Class: DaemonController

Inherits:
Object
  • Object
show all
Defined in:
lib/daemon_controller.rb,
lib/daemon_controller/lock_file.rb

Overview

daemon_controller, library for robust daemon management Copyright © 2008 Phusion

Permission is hereby granted, free of charge, to any person obtaining a copy of this software and associated documentation files (the “Software”), to deal in the Software without restriction, including without limitation the rights to use, copy, modify, merge, publish, distribute, sublicense, and/or sell copies of the Software, and to permit persons to whom the Software is furnished to do so, subject to the following conditions:

The above copyright notice and this permission notice shall be included in all copies or substantial portions of the Software.

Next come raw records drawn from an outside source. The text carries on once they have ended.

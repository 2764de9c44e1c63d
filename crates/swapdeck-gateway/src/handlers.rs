//! Per-operation request handlers.
//!
//! Each handler runs the same sequence: validate → select mode →
//! simulate or call upstream → normalize → respond. Validation
//! failures return 400 before any simulation or network work; upstream
//! and config failures surface as 500 with the operation's user
//! message.

use axum::extract::rejection::{JsonRejection, PathRejection, QueryRejection};
use axum::extract::{Path, Query, State};
use axum::response::Json;
use serde::Deserialize;
use serde_json::{json, Value};
use swapdeck_aggregator::normalize;
use swapdeck_core::{
    CancellationResult, LimitOrderQuote, Quote, QuoteRequest, RequestMode, ValidationResult,
};
use tracing::warn;

use crate::error::{GatewayError, GatewayResult};
use crate::state::AppState;

fn ensure_chain_id(chain_id: u64) -> GatewayResult<()> {
    if chain_id == 0 {
        return Err(GatewayError::Validation(format!(
            "Invalid chain id: {chain_id}"
        )));
    }
    Ok(())
}

/// Liveness probe.
pub async fn health() -> Json<Value> {
    Json(json!({ "status": "ok" }))
}

#[derive(Debug, Deserialize)]
pub struct SwapQuoteParams {
    src: Option<String>,
    dst: Option<String>,
    amount: Option<String>,
    from: Option<String>,
    demo: Option<bool>,
}

/// GET /swap/quote/{chain_id}
pub async fn swap_quote(
    State(state): State<AppState>,
    chain_id: Result<Path<u64>, PathRejection>,
    params: Result<Query<SwapQuoteParams>, QueryRejection>,
) -> GatewayResult<Json<Quote>> {
    let Path(chain_id) = chain_id?;
    let Query(params) = params?;

    let (Some(src), Some(dst), Some(amount), Some(from)) =
        (params.src, params.dst, params.amount, params.from)
    else {
        return Err(GatewayError::Validation(
            "Missing required parameters: src, dst, amount, from".to_string(),
        ));
    };

    let req = QuoteRequest::new(chain_id, src, dst, amount, from)?;

    match RequestMode::select(state.mode, params.demo) {
        RequestMode::Demo => Ok(Json(state.demo.swap_quote(&req))),
        RequestMode::Live => live_swap_quote(&state, &req).await.map(Json),
    }
}

/// Live swap-quote path. Unlike the other operations, a failed live
/// call falls back to simulated data when the deployment is
/// non-production, so a broken upstream never blanks the dev UI.
async fn live_swap_quote(state: &AppState, req: &QuoteRequest) -> GatewayResult<Quote> {
    match state.upstream.swap_quote(req).await {
        Ok(raw) => Ok(normalize::quote(&raw)),
        Err(err) if state.mode.is_development() => {
            warn!(error = %err, "Live swap quote failed, serving demo data");
            Ok(state.demo.swap_quote(req))
        }
        Err(err) => Err(GatewayError::from_upstream(
            "Failed to fetch swap quote",
            err,
        )),
    }
}

#[derive(Debug, Deserialize)]
pub struct LimitOrderQuoteParams {
    #[serde(rename = "makerAsset")]
    maker_asset: Option<String>,
    #[serde(rename = "takerAsset")]
    taker_asset: Option<String>,
    #[serde(rename = "takingAmount")]
    taking_amount: Option<String>,
    demo: Option<bool>,
}

/// GET /limit-orders/{chain_id}/quote
pub async fn limit_order_quote(
    State(state): State<AppState>,
    chain_id: Result<Path<u64>, PathRejection>,
    params: Result<Query<LimitOrderQuoteParams>, QueryRejection>,
) -> GatewayResult<Json<LimitOrderQuote>> {
    let Path(chain_id) = chain_id?;
    let Query(params) = params?;
    ensure_chain_id(chain_id)?;

    let (Some(maker), Some(taker), Some(taking)) = (
        params.maker_asset.filter(|s| !s.is_empty()),
        params.taker_asset.filter(|s| !s.is_empty()),
        params.taking_amount.filter(|s| !s.is_empty()),
    ) else {
        return Err(GatewayError::Validation(
            "makerAsset, takerAsset, and takingAmount are required".to_string(),
        ));
    };

    match RequestMode::select(state.mode, params.demo) {
        RequestMode::Demo => Ok(Json(state.demo.limit_order_quote(&maker, &taker, &taking))),
        RequestMode::Live => {
            let raw = state
                .upstream
                .limit_order_quote(chain_id, &maker, &taker, &taking)
                .await
                .map_err(|e| {
                    GatewayError::from_upstream("Failed to calculate making amount", e)
                })?;
            Ok(Json(normalize::limit_order_quote(
                &raw, &maker, &taker, &taking,
            )))
        }
    }
}

/// POST /limit-orders/{chain_id}/validate
///
/// The demo opt-in rides inside the JSON body (`"demo": true`) because
/// the frontend submits the full order payload in one document.
pub async fn validate_order(
    State(state): State<AppState>,
    chain_id: Result<Path<u64>, PathRejection>,
    order: Result<Json<Value>, JsonRejection>,
) -> GatewayResult<Json<ValidationResult>> {
    let Path(chain_id) = chain_id?;
    let Json(order) = order?;
    ensure_chain_id(chain_id)?;

    let explicit_demo = order.get("demo").and_then(|v| v.as_bool());

    match RequestMode::select(state.mode, explicit_demo) {
        RequestMode::Demo => Ok(Json(state.demo.validate_order(&order))),
        RequestMode::Live => {
            let raw = state
                .upstream
                .validate_order(chain_id, &order)
                .await
                .map_err(|e| GatewayError::from_upstream("Failed to validate signature", e))?;
            Ok(Json(normalize::validation(&raw)))
        }
    }
}

#[derive(Debug, Deserialize)]
pub struct CancelParams {
    #[serde(rename = "orderId")]
    order_id: Option<String>,
    demo: Option<bool>,
}

/// DELETE /limit-orders/{chain_id}/cancel
pub async fn cancel_order(
    State(state): State<AppState>,
    chain_id: Result<Path<u64>, PathRejection>,
    params: Result<Query<CancelParams>, QueryRejection>,
) -> GatewayResult<Json<CancellationResult>> {
    let Path(chain_id) = chain_id?;
    let Query(params) = params?;
    ensure_chain_id(chain_id)?;

    let Some(order_id) = params.order_id.filter(|s| !s.is_empty()) else {
        return Err(GatewayError::Validation("Order ID is required".to_string()));
    };

    match RequestMode::select(state.mode, params.demo) {
        RequestMode::Demo => Ok(Json(state.demo.cancel_order(&order_id))),
        RequestMode::Live => {
            let raw = state
                .upstream
                .cancel_order(chain_id, &order_id)
                .await
                .map_err(|e| GatewayError::from_upstream("Failed to cancel limit order", e))?;
            Ok(Json(normalize::cancellation(&raw, &order_id)))
        }
    }
}

#[cfg(test)]
mod tests {
    use super::*;
    use async_trait::async_trait;
    use mockall::mock;
    use rand::rngs::StdRng;
    use rand::SeedableRng;
    use std::sync::Arc;
    use swapdeck_aggregator::{AggregatorApi, UpstreamError, UpstreamResult};
    use swapdeck_core::RuntimeMode;
    use swapdeck_demo::DemoSimulator;

    mock! {
        pub Upstream {}

        #[async_trait]
        impl AggregatorApi for Upstream {
            async fn swap_quote(&self, req: &QuoteRequest) -> UpstreamResult<Value>;
            async fn limit_order_quote(
                &self,
                chain_id: u64,
                maker_asset: &str,
                taker_asset: &str,
                taking_amount: &str,
            ) -> UpstreamResult<Value>;
            async fn validate_order(&self, chain_id: u64, order: &Value) -> UpstreamResult<Value>;
            async fn cancel_order(&self, chain_id: u64, order_id: &str) -> UpstreamResult<Value>;
        }
    }

    fn state_with(mode: RuntimeMode, upstream: MockUpstream) -> AppState {
        AppState::new(
            mode,
            Arc::new(upstream),
            Arc::new(DemoSimulator::with_rng(StdRng::seed_from_u64(0))),
        )
    }

    /// Upstream mock with zero expectations: any call panics, which is
    /// the spy for "no network work happened".
    fn untouchable_upstream() -> MockUpstream {
        MockUpstream::new()
    }

    fn request() -> QuoteRequest {
        QuoteRequest::new(1, "0xEEE", "0xA0b", "1000000000000000000", "0xUser").unwrap()
    }

    #[tokio::test]
    async fn test_live_fallback_serves_demo_in_development() {
        let mut upstream = MockUpstream::new();
        upstream
            .expect_swap_quote()
            .times(1)
            .returning(|_| Err(UpstreamError::Transport("connection refused".into())));

        let state = state_with(RuntimeMode::Development, upstream);
        let quote = live_swap_quote(&state, &request()).await.unwrap();

        assert_eq!(quote.to_amount, "1800000000000000000000");
        assert_eq!(quote.from_token.symbol, "ETH");
    }

    #[tokio::test]
    async fn test_live_failure_propagates_in_production() {
        let mut upstream = MockUpstream::new();
        upstream
            .expect_swap_quote()
            .times(1)
            .returning(|_| {
                Err(UpstreamError::Status {
                    status: 503,
                    message: "HTTP 503".into(),
                })
            });

        let state = state_with(RuntimeMode::Production, upstream);
        let err = live_swap_quote(&state, &request()).await.unwrap_err();

        assert!(matches!(err, GatewayError::Upstream { .. }));
        assert_eq!(err.status(), axum::http::StatusCode::INTERNAL_SERVER_ERROR);
    }

    #[tokio::test]
    async fn test_missing_credential_maps_to_config_error() {
        let mut upstream = MockUpstream::new();
        upstream
            .expect_cancel_order()
            .times(1)
            .returning(|_, _| Err(UpstreamError::MissingCredential));

        let state = state_with(RuntimeMode::Production, upstream);
        let result = cancel_order(
            State(state),
            Ok(Path(1)),
            Ok(Query(CancelParams {
                order_id: Some("abc".into()),
                demo: None,
            })),
        )
        .await;

        let err = result.unwrap_err();
        assert!(matches!(err, GatewayError::Config(_)));
        assert_eq!(err.to_string(), "aggregator credential not configured");
    }

    #[tokio::test]
    async fn test_missing_order_id_rejected_before_any_work() {
        let state = state_with(RuntimeMode::Production, untouchable_upstream());
        let result = cancel_order(
            State(state),
            Ok(Path(1)),
            Ok(Query(CancelParams {
                order_id: None,
                demo: Some(true),
            })),
        )
        .await;

        let err = result.unwrap_err();
        assert!(matches!(err, GatewayError::Validation(_)));
        assert_eq!(err.to_string(), "Order ID is required");
    }

    #[tokio::test]
    async fn test_zero_chain_id_rejected() {
        let state = state_with(RuntimeMode::Development, untouchable_upstream());
        let result = limit_order_quote(
            State(state),
            Ok(Path(0)),
            Ok(Query(LimitOrderQuoteParams {
                maker_asset: Some("0xa".into()),
                taker_asset: Some("0xb".into()),
                taking_amount: Some("10".into()),
                demo: None,
            })),
        )
        .await;

        assert!(matches!(result, Err(GatewayError::Validation(_))));
    }

    #[tokio::test]
    async fn test_live_limit_order_quote_normalizes_response() {
        let mut upstream = MockUpstream::new();
        upstream
            .expect_limit_order_quote()
            .times(1)
            .returning(|_, _, _, _| Ok(json!({"makingAmount": "5", "price": "3200"})));

        let state = state_with(RuntimeMode::Production, upstream);
        let Json(quote) = limit_order_quote(
            State(state),
            Ok(Path(1)),
            Ok(Query(LimitOrderQuoteParams {
                maker_asset: Some("0xmaker".into()),
                taker_asset: Some("0xtaker".into()),
                taking_amount: Some("16000".into()),
                demo: None,
            })),
        )
        .await
        .unwrap();

        assert_eq!(quote.making_amount, "5");
        assert_eq!(quote.maker_asset, "0xmaker");
        assert_eq!(quote.taking_amount, "16000");
    }

    #[tokio::test]
    async fn test_validate_demo_flag_in_body() {
        let state = state_with(RuntimeMode::Production, untouchable_upstream());
        let Json(result) = validate_order(
            State(state),
            Ok(Path(1)),
            Ok(Json(json!({"demo": true, "signature": "0xsig"}))),
        )
        .await
        .unwrap();

        assert!(result.valid);
        assert_eq!(result.signature, "0xsig");
        assert!(result.checks.signature && result.checks.allowance);
    }

    #[tokio::test]
    async fn test_live_validation_normalizes_upstream_payload() {
        let mut upstream = MockUpstream::new();
        upstream.expect_validate_order().times(1).returning(|_, _| {
            Ok(json!({
                "valid": true,
                "signature": "0xsig",
                "hash": "0xhash",
                "validationDetails": {
                    "signatureValid": true,
                    "nonceValid": true,
                    "expiredValid": true,
                    "amountValid": true,
                    "allowanceValid": true
                }
            }))
        });

        let state = state_with(RuntimeMode::Production, upstream);
        let Json(result) =
            validate_order(State(state), Ok(Path(1)), Ok(Json(json!({"salt": "1"}))))
                .await
                .unwrap();

        assert!(result.valid);
        assert_eq!(result.order_hash, "0xhash");
    }
}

THE SOFTWARE IS PROVIDED “AS IS”, WITHOUT WARRANTY OF ANY KIND, EXPRESS OR IMPLIED, INCLUDING BUT NOT LIMITED TO THE WARRANTIES OF MERCHANTABILITY, FITNESS FOR A PARTICULAR PURPOSE AND NONINFRINGEMENT. IN NO EVENT SHALL THE AUTHORS OR COPYRIGHT HOLDERS BE LIABLE FOR ANY CLAIM, DAMAGES OR OTHER LIABILITY, WHETHER IN AN ACTION OF CONTRACT, TORT OR OTHERWISE, ARISING FROM, OUT OF OR IN CONNECTION WITH THE SOFTWARE OR THE USE OR OTHER DEALINGS IN THE SOFTWARE.

Defined Under Namespace

Classes: AlreadyStarted, ConnectError, Error, LockFile, StartError, StartTimeout, StopError, StopTimeout, TimeoutError

Constant Summary collapse

ALLOWED_CONNECT_EXCEPTIONS =
[Errno::ECONNREFUSED, Errno::ENETUNREACH,
Errno::ETIMEDOUT, Errno::ECONNRESET, Errno::EINVAL]

Instance Method Summary collapse

Constructor Details

#initialize(options) ⇒ DaemonController

Create a new DaemonController object.

Mandatory options

:identifier

A human-readable, unique name for this daemon, e.g. “Sphinx search server”. This identifier will be used in some error messages. On some platforms, it will be used for concurrency control: on such platforms, no two DaemonController objects will operate on the same identifier on the same time.

:start_command

The command to start the daemon. This must be a a String, e.g. “mongrel_rails start -e production”.

:ping_command

The ping command is used to check whether the daemon can be connected to. It is also used to ensure that #start only returns when the daemon can be connected to.

The value may be a command string. This command must exit with an exit code of 0 if the daemon can be successfully connected to, or exit with a non-0 exit code on failure.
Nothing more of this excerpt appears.